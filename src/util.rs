//! Small utility helpers used across modules.

/// Log-safe truncation for large strings.
/// Avoids spamming logs with huge request payloads (a WS message can carry a
/// long image URL list). Truncates on a char boundary.
pub fn trunc_for_log(s: &str, max: usize) -> String {
  if s.len() <= max {
    return s.to_string();
  }
  let cut = (1..=max).rev().find(|i| s.is_char_boundary(*i)).unwrap_or(0);
  format!("{}… ({} bytes total)", &s[..cut], s.len())
}

#[cfg(test)]
mod tests {
  use super::*;

  #[test]
  fn short_strings_pass_through() {
    assert_eq!(trunc_for_log("hello", 10), "hello");
  }

  #[test]
  fn long_strings_are_truncated_with_size() {
    let out = trunc_for_log(&"x".repeat(300), 16);
    assert!(out.starts_with(&"x".repeat(16)));
    assert!(out.contains("300 bytes total"));
  }

  #[test]
  fn truncation_respects_char_boundaries() {
    // 'é' is two bytes; cutting at 1 must not split it.
    let out = trunc_for_log("ééééé", 3);
    assert!(out.starts_with("é"));
  }
}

ACTION ITEM
Wherever the string "bytes" appears in a line of the records above, copy that line.

SOLUTION TO THIS EXERCISE
  format!("{}… ({} bytes total)", &s[..cut], s.len())
    assert!(out.contains("300 bytes total"));
    // 'é' is two bytes; cutting at 1 must not split it.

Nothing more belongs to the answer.